There is something freeing in setting your game in a alien base, goblin fortress or... you know, environment, that doesn't exist in real world. As a developer you can focus on "rule of cool", think about the level as enemy encounter arenas, with interesting sight lines. Most of us never infiltrated an alien base, so nothing feels "off". When trying to create levels based on real spaces, you can sometimes get this dissonance. I know, that the reason Hitman developers put two exits from a bathroom in a suburbian house  is they want you to always have an exit, when trying to escape pursuing enemies. But it looks a bit dumb, and you know it, because... you spent time in houses.

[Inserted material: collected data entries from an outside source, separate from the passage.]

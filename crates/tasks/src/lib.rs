//! Generation task orchestration.
//!
//! [`TaskRegistry`] accepts generation requests, submits them through a
//! [`JobClient`](dreamcanvas_jimeng::JobClient), polls in-flight jobs in the
//! background until they finish, time out or are cancelled, and hands
//! successful results to the [`AssetPersister`], which merges them into
//! project storage.

pub mod config;
pub mod persist;
mod poller;
pub mod registry;
pub mod request;
pub mod trace;

pub use config::RegistryConfig;
pub use persist::{AssetPersister, PersistOutcome};
pub use registry::{CancelOutcome, TaskRegistry};
pub use request::SubmitRequest;
pub use trace::{TraceEvent, TraceKind};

In anomaly search games, it's the other way around.


You NEED to start the player in a familiar environment. I've been in a metro train at least a couple times a week for last twenty years. I wouldn't know if something is wrong in a dwarven mine, but I know it instantly in a space I know from real life.

That's why my game takes place in an apartment. And because I am lazy, and like to take inspiration from my life, the apartment is based on mine. I made some changes, of course. My actual apartment is designed as a place to live for a family, and not a place to search for anomalies for a ghosthunter, after all.

Then, there is less clutter, and overall... stuff. The narrative reason for this is that our protagonist is single. The gameplay reason- that every piece of "stuff" is potentially another anomaly for player to look at, which ups the difficulty level.